Fort Bragg’s official Twitter page replied to sex worker’s tweets. It wasn’t a hack

When Fort Bragg’s official Twitter account sent public tweets to a sex worker Wednesday, the military base claimed it was hacked.

Now officials say it was an inside job.

The XVIII Airborne Corps at Fort Bragg confirmed in a statement Thursday on Twitter that “an administrator for the account identified himself as the source of the tweets.” Fort Bragg did not release the person’s name and it was not clear what punishment he faces.

Fort Bragg is a U.S. Army base in Fayetteville, North Carolina — about an hour and a half south of Raleigh.

Its Twitter account using the handle @FtBraggNC has since been removed, and a representative from the base did not immediately respond to a request for comment from McClatchy News on Thursday.

According to screenshots shared on social media before the page was taken down, Fort Bragg’s Twitter account sent at least two tweets between 4:25 and 5 p.m. on Wednesday replying to a sex worker’s page.

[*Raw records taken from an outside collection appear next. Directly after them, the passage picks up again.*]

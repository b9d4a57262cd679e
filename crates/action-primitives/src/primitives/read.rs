//! Read primitives - Element text and attributes

use crate::{
    errors::ActionError, locator, primitives::DefaultActionPrimitives, types::Locator,
};
use serde_json::Value;

fn optional_string(locator: &Locator, value: &Value) -> Result<Option<String>, ActionError> {
    match value.get("value") {
        None | Some(Value::Null) => Ok(None),
        Some(Value::String(text)) => Ok(Some(text.clone())),
        Some(other) => Err(ActionError::Script(format!(
            "expected text for {locator}, got {other}"
        ))),
    }
}

pub async fn execute_text_content(
    primitives: &DefaultActionPrimitives,
    locator: &Locator,
) -> Result<Option<String>, ActionError> {
    let script = locator::text_content_script(locator);
    let value = primitives.evaluate_on_element(locator, &script).await?;
    optional_string(locator, &value)
}

pub async fn execute_inner_text(
    primitives: &DefaultActionPrimitives,
    locator: &Locator,
) -> Result<String, ActionError> {
    let script = locator::inner_text_script(locator);
    let value = primitives.evaluate_on_element(locator, &script).await?;
    Ok(optional_string(locator, &value)?.unwrap_or_default())
}

pub async fn execute_attribute(
    primitives: &DefaultActionPrimitives,
    locator: &Locator,
    name: &str,
) -> Result<Option<String>, ActionError> {
    let script = locator::attribute_script(locator, name);
    let value = primitives.evaluate_on_element(locator, &script).await?;
    optional_string(locator, &value)
}
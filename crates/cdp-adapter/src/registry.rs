//! Pages attached by the adapter and the CDP sessions that drive them.

use dashmap::DashMap;

use crate::ids::PageId;

/// Target and flattened session backing one page.
#[derive(Clone, Debug, PartialEq, Eq)]
pub struct AttachedPage {
    pub target_id: String,
    pub cdp_session: String,
}

#[derive(Default)]
pub struct Registry {
    pages: DashMap<PageId, AttachedPage>,
}

impl Registry {
    pub fn new() -> Self {
        Self::default()
    }

    pub fn insert(&self, page: PageId, attached: AttachedPage) {
        self.pages.insert(page, attached);
    }

    pub fn remove(&self, page: &PageId) -> Option<AttachedPage> {
        self.pages.remove(page).map(|(_, attached)| attached)
    }

    pub fn cdp_session(&self, page: &PageId) -> Option<String> {
        self.pages.get(page).map(|entry| entry.cdp_session.clone())
    }

    pub fn clear(&self) {
        self.pages.clear();
    }
}

#[cfg(test)]
mod tests {
    use super::*;

    #[test]
    fn remembers_session_until_removed() {
        let registry = Registry::new();
        let page = PageId::new();
        registry.insert(
            page,
            AttachedPage {
                target_id: "t1".into(),
                cdp_session: "s1".into(),
            },
        );

        assert_eq!(registry.cdp_session(&page).as_deref(), Some("s1"));
        assert_eq!(registry.remove(&page).map(|a| a.target_id).as_deref(), Some("t1"));
        assert!(registry.cdp_session(&page).is_none());
    }
}
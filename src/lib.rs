//! Castellan: keeps Lords & Knights accounts busy.
//!
//! Logs into each configured account, walks every habitat to queue upgrades
//! and research, dispatches missions and silver barters, then sleeps and
//! starts over.

pub mod config;
pub mod cycle;
pub mod errors;
pub mod game;
pub mod logging;
pub mod runner;
pub mod session;
pub mod upgrade;

pub use config::{AccountConfig, Settings, UpgradePlan, UpgradeTarget};
pub use cycle::{ActiveHabitat, CycleReport, MaintenanceCycle};
pub use errors::{ConfigError, CycleError, SessionError};
pub use game::{GameBoard, HabitatType, ParsedBuilding, ResearchBuilding};
pub use runner::{AccountOutcome, Pacing, RunLoop};
pub use session::{AccountSession, ChromiumLauncher, SessionLauncher};
pub use upgrade::{run_upgrades, UpgradeHalt, UpgradeReport};
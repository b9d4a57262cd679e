//! Click primitive - Auto-wait for the element, then click its centre

use crate::{
    errors::ActionError, locator, primitives::DefaultActionPrimitives, types::Locator,
};
use cdp_adapter::MouseEventKind;
use serde_json::Value;
use tracing::{debug, info};

/// Execute click primitive
///
/// Steps:
/// 1. Poll until the locator resolves to a rendered element
/// 2. Scroll it into view and read the centre of its bounding box
/// 3. Dispatch move, press and release mouse events at that point
pub async fn execute_click(
    primitives: &DefaultActionPrimitives,
    locator: &Locator,
) -> Result<(), ActionError> {
    info!(locator = %locator, "Executing click primitive");

    let script = locator::click_point_script(locator);
    let point = primitives.evaluate_on_element(locator, &script).await?;
    let (x, y) = read_point(locator, &point)?;
    debug!(x, y, "Dispatching click");

    let cdp = primitives.cdp();
    let page = primitives.page();
    for kind in [
        MouseEventKind::Moved,
        MouseEventKind::Pressed,
        MouseEventKind::Released,
    ] {
        cdp.dispatch_mouse_event(page, kind, x, y).await?;
    }
    Ok(())
}

fn read_point(locator: &Locator, value: &Value) -> Result<(f64, f64), ActionError> {
    let coord = |key: &str| value.get(key).and_then(Value::as_f64);
    match (coord("x"), coord("y")) {
        (Some(x), Some(y)) => Ok((x, y)),
        _ => Err(ActionError::Script(format!(
            "click point for {locator} missing coordinates: {value}"
        ))),
    }
}
// Application settings
// Loaded from ~/.config/gridview/settings.toml

use serde::{Deserialize, Serialize};
use std::fmt;
use std::fs;
use std::path::{Path, PathBuf};

use crate::store::FileStore;

/// Upper bound for `mount_delay_ms`
pub const MAX_MOUNT_DELAY_MS: u64 = 5_000;

const LOG_LEVELS: [&str; 6] = ["off", "error", "warn", "info", "debug", "trace"];

#[derive(Debug)]
pub enum SettingsError {
    /// Reading the settings file failed
    Io(String),
    /// TOML parse / deserialization error
    Parse(String),
    /// A value is out of range
    Validation(String),
}

impl fmt::Display for SettingsError {
    fn fmt(&self, f: &mut fmt::Formatter<'_>) -> fmt::Result {
        match self {
            Self::Io(msg) => write!(f, "settings I/O error: {msg}"),
            Self::Parse(msg) => write!(f, "settings parse error: {msg}"),
            Self::Validation(msg) => write!(f, "invalid settings: {msg}"),
        }
    }
}

impl std::error::Error for SettingsError {}

#[derive(Debug, Clone, PartialEq, Serialize, Deserialize)]
#[serde(default)]
pub struct Settings {
    /// Storage file; None = ~/.config/gridview/storage.json
    pub store_path: Option<PathBuf>,

    /// Delay before announcing a restored preset, for slow-mounting widgets
    pub mount_delay_ms: u64,

    /// Dark mode when the user never chose one explicitly
    pub prefer_dark_when_unset: bool,

    /// off | error | warn | info | debug | trace (RUST_LOG wins when set)
    pub log_level: String,
}

impl Default for Settings {
    fn default() -> Self {
        Self {
            store_path: None,
            mount_delay_ms: 0,
            prefer_dark_when_unset: false,
            log_level: "warn".to_string(),
        }
    }
}

impl Settings {
    /// Get the settings file path
    pub fn config_path() -> PathBuf {
        dirs::config_dir()
            .unwrap_or_else(|| PathBuf::from("."))
            .join("gridview")
            .join("settings.toml")
    }

    pub fn from_toml(input: &str) -> Result<Self, SettingsError> {
        let settings: Settings =
            toml::from_str(input).map_err(|e| SettingsError::Parse(e.to_string()))?;
        settings.validate()?;
        Ok(settings)
    }

    pub fn validate(&self) -> Result<(), SettingsError> {
        if self.mount_delay_ms > MAX_MOUNT_DELAY_MS {
            return Err(SettingsError::Validation(format!(
                "mount_delay_ms must be at most {}, got {}",
                MAX_MOUNT_DELAY_MS, self.mount_delay_ms
            )));
        }
        if !LOG_LEVELS.contains(&self.log_level.as_str()) {
            return Err(SettingsError::Validation(format!(
                "log_level must be one of {}, got '{}'",
                LOG_LEVELS.join(", "),
                self.log_level
            )));
        }
        Ok(())
    }

    /// Load settings from `path`. A missing file yields defaults.
    pub fn load_from(path: &Path) -> Result<Self, SettingsError> {
        if !path.exists() {
            return Ok(Self::default());
        }
        let contents = fs::read_to_string(path)
            .map_err(|e| SettingsError::Io(format!("{}: {}", path.display(), e)))?;
        Self::from_toml(&contents)
    }

    /// Storage file the CLI should open
    pub fn effective_store_path(&self) -> PathBuf {
        self.store_path.clone().unwrap_or_else(FileStore::default_path)
    }
}
// Grid widget state
// Column layout, filters and sort order are opaque JSON owned by the widget.
// This crate only captures them from storage and writes them back verbatim.

use std::fmt;

use serde::{Deserialize, Serialize};
use serde_json::Value;

use crate::keys;
use crate::preferences::PreferenceSet;
use crate::store::{StoreError, StoreHandle};

#[derive(Debug, Clone, PartialEq, Default, Serialize, Deserialize)]
#[serde(rename_all = "camelCase")]
pub struct GridState {
    #[serde(default, skip_serializing_if = "Option::is_none")]
    pub column_state: Option<Value>,
    #[serde(default, skip_serializing_if = "Option::is_none")]
    pub filter_model: Option<Value>,
    #[serde(default, skip_serializing_if = "Option::is_none")]
    pub sort_model: Option<Value>,
}

impl GridState {
    /// Read the widget's last-known state from storage.
    /// Missing or malformed entries are treated as absent.
    pub fn capture(store: &StoreHandle) -> Self {
        Self {
            column_state: read_json(store, keys::COLUMN_STATE),
            filter_model: read_json(store, keys::FILTER_MODEL),
            sort_model: read_json(store, keys::SORT_MODEL),
        }
    }

    /// Write present fields back to their keys. Absent fields leave the keys untouched.
    /// Returns the keys that were written.
    pub fn write_to(&self, store: &StoreHandle) -> Result<Vec<&'static str>, StoreError> {
        let mut written = Vec::new();
        for (key, value) in self.entries() {
            if let Some(value) = value {
                store.set(key, &value.to_string())?;
                written.push(key);
            }
        }
        Ok(written)
    }

    pub fn is_empty(&self) -> bool {
        self.entries().iter().all(|(_, v)| v.is_none())
    }

    fn entries(&self) -> [(&'static str, Option<&Value>); 3] {
        [
            (keys::COLUMN_STATE, self.column_state.as_ref()),
            (keys::FILTER_MODEL, self.filter_model.as_ref()),
            (keys::SORT_MODEL, self.sort_model.as_ref()),
        ]
    }
}

fn read_json(store: &StoreHandle, key: &str) -> Option<Value> {
    let raw = store.get(key)?;
    match serde_json::from_str::<Value>(&raw) {
        Ok(Value::Null) => None,
        Ok(value) => Some(value),
        Err(e) => {
            log::warn!("Ignoring malformed grid state in {}: {}", key, e);
            None
        }
    }
}

/// Error reported by a live grid widget
#[derive(Debug, Clone, PartialEq, Eq)]
pub enum GridError {
    /// The widget exists but has not finished mounting
    NotReady,
    /// The widget rejected part of the state
    Rejected(String),
}

impl fmt::Display for GridError {
    fn fmt(&self, f: &mut fmt::Formatter<'_>) -> fmt::Result {
        match self {
            GridError::NotReady => write!(f, "grid widget is not ready"),
            GridError::Rejected(msg) => write!(f, "grid widget rejected state: {}", msg),
        }
    }
}

impl std::error::Error for GridError {}

/// Live handle to a grid widget.
///
/// When one is attached, restoring a preset hands it the state directly
/// instead of relying on the widget to re-read storage.
pub trait GridAdapter {
    fn apply_state(&mut self, state: &GridState, prefs: &PreferenceSet) -> Result<(), GridError>;
}
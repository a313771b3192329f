// Durable key-value storage
// The preference layer, the preset repository and any grid adapter all receive
// an explicit StoreHandle instead of reaching for a global.

use std::cell::RefCell;
use std::collections::BTreeMap;
use std::fmt;
use std::fs;
use std::path::{Path, PathBuf};
use std::rc::Rc;

/// Error type for storage operations.
#[derive(Debug, Clone, PartialEq, Eq)]
pub enum StoreError {
    /// Reading or writing the backing file failed
    Io(String),
    /// Serializing the backing file failed
    Parse(String),
}

impl fmt::Display for StoreError {
    fn fmt(&self, f: &mut fmt::Formatter<'_>) -> fmt::Result {
        match self {
            Self::Io(msg) => write!(f, "storage I/O error: {msg}"),
            Self::Parse(msg) => write!(f, "storage parse error: {msg}"),
        }
    }
}

impl std::error::Error for StoreError {}

/// String-keyed, string-valued durable store.
///
/// Writes are write-through: once `set` or `remove` returns `Ok`, the change
/// is visible to every other holder of the same handle.
pub trait KeyValueStore {
    fn get(&self, key: &str) -> Option<String>;

    fn set(&mut self, key: &str, value: &str) -> Result<(), StoreError>;

    fn remove(&mut self, key: &str) -> Result<(), StoreError>;

    /// Block until every prior write is durable.
    fn flush(&mut self) -> Result<(), StoreError> {
        Ok(())
    }

    /// All keys currently present, sorted
    fn keys(&self) -> Vec<String>;
}

/// In-memory store. Nothing survives the process.
#[derive(Debug, Clone, Default)]
pub struct MemoryStore {
    entries: BTreeMap<String, String>,
}

impl MemoryStore {
    pub fn new() -> Self {
        Self::default()
    }

    /// Seed a store with existing entries
    pub fn with_entries<I, K, V>(entries: I) -> Self
    where
        I: IntoIterator<Item = (K, V)>,
        K: Into<String>,
        V: Into<String>,
    {
        Self {
            entries: entries
                .into_iter()
                .map(|(k, v)| (k.into(), v.into()))
                .collect(),
        }
    }
}

impl KeyValueStore for MemoryStore {
    fn get(&self, key: &str) -> Option<String> {
        self.entries.get(key).cloned()
    }

    fn set(&mut self, key: &str, value: &str) -> Result<(), StoreError> {
        self.entries.insert(key.to_string(), value.to_string());
        Ok(())
    }

    fn remove(&mut self, key: &str) -> Result<(), StoreError> {
        self.entries.remove(key);
        Ok(())
    }

    fn keys(&self) -> Vec<String> {
        self.entries.keys().cloned().collect()
    }
}

/// Store backed by a single JSON object file.
/// Every mutation rewrites the whole file.
#[derive(Debug)]
pub struct FileStore {
    path: PathBuf,
    entries: BTreeMap<String, String>,
}

impl FileStore {
    /// Default location: ~/.config/gridview/storage.json
    pub fn default_path() -> PathBuf {
        dirs::config_dir()
            .unwrap_or_else(|| PathBuf::from("."))
            .join("gridview")
            .join("storage.json")
    }

    /// Open the store at `path`. A missing file is an empty store; a malformed
    /// one is logged and treated as empty (it is replaced on the next write).
    pub fn open(path: impl Into<PathBuf>) -> Result<Self, StoreError> {
        let path = path.into();
        let entries = if path.exists() {
            let contents = fs::read_to_string(&path)
                .map_err(|e| StoreError::Io(format!("{}: {}", path.display(), e)))?;
            if contents.trim().is_empty() {
                BTreeMap::new()
            } else {
                match serde_json::from_str(&contents) {
                    Ok(entries) => entries,
                    Err(e) => {
                        log::warn!(
                            "Ignoring malformed storage file {}: {}",
                            path.display(),
                            e
                        );
                        BTreeMap::new()
                    }
                }
            }
        } else {
            BTreeMap::new()
        };
        Ok(Self { path, entries })
    }

    pub fn path(&self) -> &Path {
        &self.path
    }

    fn persist(&self) -> Result<(), StoreError> {
        self.write_entries(&self.entries)
    }

    fn write_entries(&self, entries: &BTreeMap<String, String>) -> Result<(), StoreError> {
        if let Some(parent) = self.path.parent() {
            if !parent.as_os_str().is_empty() {
                fs::create_dir_all(parent).map_err(|e| StoreError::Io(e.to_string()))?;
            }
        }
        let json = serde_json::to_string_pretty(entries)
            .map_err(|e| StoreError::Parse(e.to_string()))?;
        fs::write(&self.path, json)
            .map_err(|e| StoreError::Io(format!("{}: {}", self.path.display(), e)))
    }

    /// Write `next` to disk and adopt it only if the write succeeded
    fn commit(&mut self, next: BTreeMap<String, String>) -> Result<(), StoreError> {
        self.write_entries(&next)?;
        self.entries = next;
        Ok(())
    }
}

impl KeyValueStore for FileStore {
    fn get(&self, key: &str) -> Option<String> {
        self.entries.get(key).cloned()
    }

    fn set(&mut self, key: &str, value: &str) -> Result<(), StoreError> {
        let mut next = self.entries.clone();
        next.insert(key.to_string(), value.to_string());
        self.commit(next)
    }

    fn remove(&mut self, key: &str) -> Result<(), StoreError> {
        if !self.entries.contains_key(key) {
            return Ok(());
        }
        let mut next = self.entries.clone();
        next.remove(key);
        self.commit(next)
    }

    fn flush(&mut self) -> Result<(), StoreError> {
        self.persist()
    }

    fn keys(&self) -> Vec<String> {
        self.entries.keys().cloned().collect()
    }
}

/// Shared handle to a store.
///
/// Cloning the handle shares the underlying store. Single-threaded by
/// construction, like the UI event loop it serves.
#[derive(Clone)]
pub struct StoreHandle {
    inner: Rc<RefCell<Box<dyn KeyValueStore>>>,
}

impl StoreHandle {
    pub fn new(store: impl KeyValueStore + 'static) -> Self {
        Self {
            inner: Rc::new(RefCell::new(Box::new(store))),
        }
    }

    /// Fresh in-memory store
    pub fn memory() -> Self {
        Self::new(MemoryStore::new())
    }

    pub fn get(&self, key: &str) -> Option<String> {
        self.inner.borrow().get(key)
    }

    pub fn set(&self, key: &str, value: &str) -> Result<(), StoreError> {
        self.inner.borrow_mut().set(key, value)
    }

    pub fn remove(&self, key: &str) -> Result<(), StoreError> {
        self.inner.borrow_mut().remove(key)
    }

    pub fn flush(&self) -> Result<(), StoreError> {
        self.inner.borrow_mut().flush()
    }

    pub fn keys(&self) -> Vec<String> {
        self.inner.borrow().keys()
    }

    pub fn contains(&self, key: &str) -> bool {
        self.get(key).is_some()
    }
}

impl fmt::Debug for StoreHandle {
    fn fmt(&self, f: &mut fmt::Formatter<'_>) -> fmt::Result {
        f.debug_struct("StoreHandle")
            .field("keys", &self.keys())
            .finish()
    }
}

“Someone come get their fort,” she said in response to one of the tweets.

The account is run by a woman who operates what’s known as an OnlyFans page. OnlyFans is a content subscription service based in London that’s heavily populated by models and social media influencers who get fans to pay a monthly subscription fee “to view a feed of imagery too racy for Instagram,” The New York Times previously reported.

The woman Fort Bragg was tweeting has about 22,300 followers on her Twitter page — a figure she says grew after Wednesday’s debacle. Now she’s cashing in on the newfound fame with a 50% military discount for new subscribers.

“Hey guys, for whatever reason I’ve noticed an increase in followers in the past few hours so I just wanted to say thanks for that,” she said in a video posted to her Twitter account Wednesday night. “And that I put up a discount on my OnlyFans, if you’re interested.”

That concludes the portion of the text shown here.